According to the World Bureau of Metal Statistics, the nickel market was in surplus during the January-to-November period in 2012, with production exceeding apparent demand by 93,000 metric tons. This compares to a deficit in 2011, by the WBMS’ estimation, of 31,000 tons.
Mine production rose by 125,000 tons year-on-year, while apparent demand rose only 81,000 tons – although “apparent” does not differentiate between unreported stock changes and true end-user consumption, so some of this apparent consumption may well be increases in inventory. Certainly LME stocks have increased, by 46,000 tons in November 2012 compared to November 2011, and since then have continued to rise.
In a recent report, Standard Bank noted headline nickel stocks have increased steadily since June 2012 and are now some 70,000 tons higher than the November 2011 lows. The underlying market dynamics are poor; end-user demand with any pick up in physical delivery premiums being more about stock movements than fundamental demand.

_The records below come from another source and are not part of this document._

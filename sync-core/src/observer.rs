//! Observer fan-out for count changes.
//!
//! Observers are stored with an opaque [`SubscriptionId`] handed out by
//! [`ObserverRegistry::subscribe`]; removal goes through that id, so
//! observers need no equality of their own. Subscribing the same observer
//! twice yields two subscriptions and two calls per notification.
//!
//! The registry is owned by a single writer. [`ObserverRegistry::notify`]
//! holds `&mut self` for the whole pass, so no subscription can change
//! mid-iteration; unsubscribe requests raised by an observer are applied
//! after the pass by whoever owns the registry.

use std::fmt;

/// Opaque handle identifying one subscription.
#[derive(Debug, Clone, Copy, PartialEq, Eq, Hash, PartialOrd, Ord)]
pub struct SubscriptionId(u64);

impl fmt::Display for SubscriptionId {
    fn fmt(&self, f: &mut fmt::Formatter<'_>) -> fmt::Result {
        write!(f, "sub-{}", self.0)
    }
}

/// Something that reacts to authoritative count changes.
pub trait CountObserver: Send {
    /// Called with the new authoritative count.
    fn on_count_changed(&mut self, new_count: i64);
}

impl<F> CountObserver for F
where
    F: FnMut(i64) + Send,
{
    fn on_count_changed(&mut self, new_count: i64) {
        self(new_count)
    }
}

/// Ordered set of observers keyed by subscription id.
#[derive(Default)]
pub struct ObserverRegistry {
    observers: Vec<(SubscriptionId, Box<dyn CountObserver>)>,
    next_id: u64,
}

impl ObserverRegistry {
    /// Create an empty registry.
    pub fn new() -> Self {
        Self::default()
    }

    /// Add an observer at the end of the notification order.
    pub fn subscribe(&mut self, observer: Box<dyn CountObserver>) -> SubscriptionId {
        let id = SubscriptionId(self.next_id);
        self.next_id += 1;
        self.observers.push((id, observer));
        id
    }

    /// Remove a subscription. Returns `false` if it was not present.
    pub fn unsubscribe(&mut self, id: SubscriptionId) -> bool {
        let before = self.observers.len();
        self.observers.retain(|(sub, _)| *sub != id);
        self.observers.len() != before
    }

    /// Call every observer with `count`, in subscription order.
    pub fn notify(&mut self, count: i64) {
        for (_, observer) in self.observers.iter_mut() {
            observer.on_count_changed(count);
        }
    }

    /// Number of active subscriptions.
    pub fn len(&self) -> usize {
        self.observers.len()
    }

    /// Whether there are no subscriptions.
    pub fn is_empty(&self) -> bool {
        self.observers.is_empty()
    }
}

impl fmt::Debug for ObserverRegistry {
    fn fmt(&self, f: &mut fmt::Formatter<'_>) -> fmt::Result {
        f.debug_struct("ObserverRegistry")
            .field(
                "subscriptions",
                &self.observers.iter().map(|(id, _)| *id).collect::<Vec<_>>(),
            )
            .field("next_id", &self.next_id)
            .finish()
    }
}
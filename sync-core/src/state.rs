//! Counter state machine for clicker-sync.
//!
//! This module provides a pure, side-effect-free state machine over the
//! authoritative counter. It takes events as input and produces the new
//! state plus a list of actions to execute, in order.
//!
//! The actual I/O (persisting, publishing to the peer, calling observers) is
//! performed by sync-client, not by this module.

use crate::reconcile::reconcile;
use clicker_sync_types::Counter;

/// Step applied per unit of multiplier when none is configured.
pub const DEFAULT_INCREMENT_STEP: i64 = 1;

/// Authoritative counter state - NO I/O, just transitions.
///
/// `authoritative` always reflects the last reconciliation or local mutation.
#[derive(Debug, Clone, Copy, PartialEq, Eq)]
pub struct CounterState {
    authoritative: Counter,
    step: i64,
}

impl CounterState {
    /// Create a state at zero with the default step.
    pub fn new() -> Self {
        Self::with_step(DEFAULT_INCREMENT_STEP)
    }

    /// Create a state at zero that moves by `step` per multiplier unit.
    pub fn with_step(step: i64) -> Self {
        Self {
            authoritative: Counter::zero(),
            step,
        }
    }

    /// The current authoritative counter.
    pub fn authoritative(&self) -> Counter {
        self.authoritative
    }

    /// The configured increment step.
    pub fn step(&self) -> i64 {
        self.step
    }

    /// Process an event and return the new state plus actions to execute.
    ///
    /// Local mutations produce `[Notify, Persist, Publish]`. Initialization
    /// and remote updates produce only `[Notify]`; a remote value is never
    /// echoed back to the peer.
    pub fn on_event(self, event: Event) -> (Self, Vec<Action>) {
        match event {
            Event::Initialized { local, remote } => {
                let counter = match remote {
                    Some(remote) => reconcile(local, remote),
                    None => local,
                };
                self.replace(counter).notify_only()
            }
            Event::IncrementRequested { multiplier } => {
                let by = self.step.saturating_mul(multiplier);
                self.replace(self.authoritative.increment(by)).propagate()
            }
            Event::DecrementRequested { multiplier } => {
                let by = self.step.saturating_mul(multiplier);
                self.replace(self.authoritative.decrement(by)).propagate()
            }
            Event::ResetRequested => self.replace(self.authoritative.reset()).propagate(),
            Event::RemoteUpdated { remote } => {
                let counter = reconcile(self.authoritative, remote);
                self.replace(counter).notify_only()
            }
        }
    }

    fn replace(self, authoritative: Counter) -> Self {
        Self {
            authoritative,
            ..self
        }
    }

    fn notify_only(self) -> (Self, Vec<Action>) {
        let count = self.authoritative.count();
        (self, vec![Action::Notify { count }])
    }

    fn propagate(self) -> (Self, Vec<Action>) {
        let counter = self.authoritative;
        (
            self,
            vec![
                Action::Notify {
                    count: counter.count(),
                },
                Action::Persist { counter },
                Action::Publish { counter },
            ],
        )
    }
}

impl Default for CounterState {
    fn default() -> Self {
        Self::new()
    }
}

/// Events that change the authoritative counter.
#[derive(Debug, Clone, Copy, PartialEq, Eq)]
pub enum Event {
    /// Startup: the stored counter and the peer's last context, if any.
    Initialized {
        /// Counter read from the local store (zero if absent).
        local: Counter,
        /// Counter from the last received peer context.
        remote: Option<Counter>,
    },
    /// Local increment by `step * multiplier`.
    IncrementRequested {
        /// Number of steps.
        multiplier: i64,
    },
    /// Local decrement by `step * multiplier`.
    DecrementRequested {
        /// Number of steps.
        multiplier: i64,
    },
    /// Local reset to zero.
    ResetRequested,
    /// A counter delivered by the peer.
    RemoteUpdated {
        /// The decoded remote counter.
        remote: Counter,
    },
}

/// Actions to be executed by the sync-client, in the order returned.
#[derive(Debug, Clone, Copy, PartialEq, Eq)]
pub enum Action {
    /// Call every observer with the new count.
    Notify {
        /// The new authoritative count.
        count: i64,
    },
    /// Write the counter to the local store.
    Persist {
        /// Counter to persist.
        counter: Counter,
    },
    /// Send the counter to the peer.
    Publish {
        /// Counter to publish.
        counter: Counter,
    },
}
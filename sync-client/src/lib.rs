//! # sync-client
//!
//! Keeps a clicker counter consistent between two devices.
//!
//! ## Features
//!
//! - **Single-writer coordinator**: [`SyncCoordinator`] owns the authoritative
//!   counter on one tokio task; everything else talks to it via
//!   [`CoordinatorHandle`] or the [`RemoteUpdateSink`] queue
//! - **Collaborator abstraction**: pluggable [`StateStore`] (memory, JSON
//!   file) and [`ContextChannel`] (mock, shared directory)
//! - **Pure State Machine**: uses sync-core for reconciliation and ordering
//!
//! ## Example
//!
//! ```ignore
//! use clicker_sync_client::{CoordinatorConfig, MemoryStore, MockContextChannel, SyncCoordinator};
//!
//! let (mut coordinator, handle) =
//!     SyncCoordinator::new(CoordinatorConfig::default(), MemoryStore::new(), MockContextChannel::new());
//! coordinator.subscribe(|count| println!("count is now {count}"));
//! let task = coordinator.start();
//!
//! handle.increment(1).await?;
//! handle.shutdown().await?;
//! task.await?;
//! ```

#![warn(missing_docs)]
#![warn(clippy::all)]

pub mod channel;
pub mod coordinator;
pub mod settings;
pub mod store;

pub use channel::{
    ChannelError, ContextChannel, DeviceRole, MockContextChannel, RemoteUpdateSink,
    SharedDirChannel,
};
pub use coordinator::{CoordinatorConfig, CoordinatorError, CoordinatorHandle, SyncCoordinator};
pub use settings::{load_settings, save_settings};
pub use store::{JsonFileStore, MemoryStore, StateStore, StoreError};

For much of 2012 and into 2013, consumers have been living hand-to-mouth running lean inventory levels, a situation that is unlikely to change until they feel more confident about stainless demand. Both Japan and Europe have been leading the malaise, although recent improvements in flash PMI numbers in China and the US suggest the top two global economies may be starting 2013 on a firmer footing – not the case for much of 2012.
Meanwhile, that forward curve is the one to watch. If the spread widens, the door may open for stock and finance plays to become viable; and if that happens, physical delivery premiums could pick up as they have for aluminum, in spite of the market being in surplus.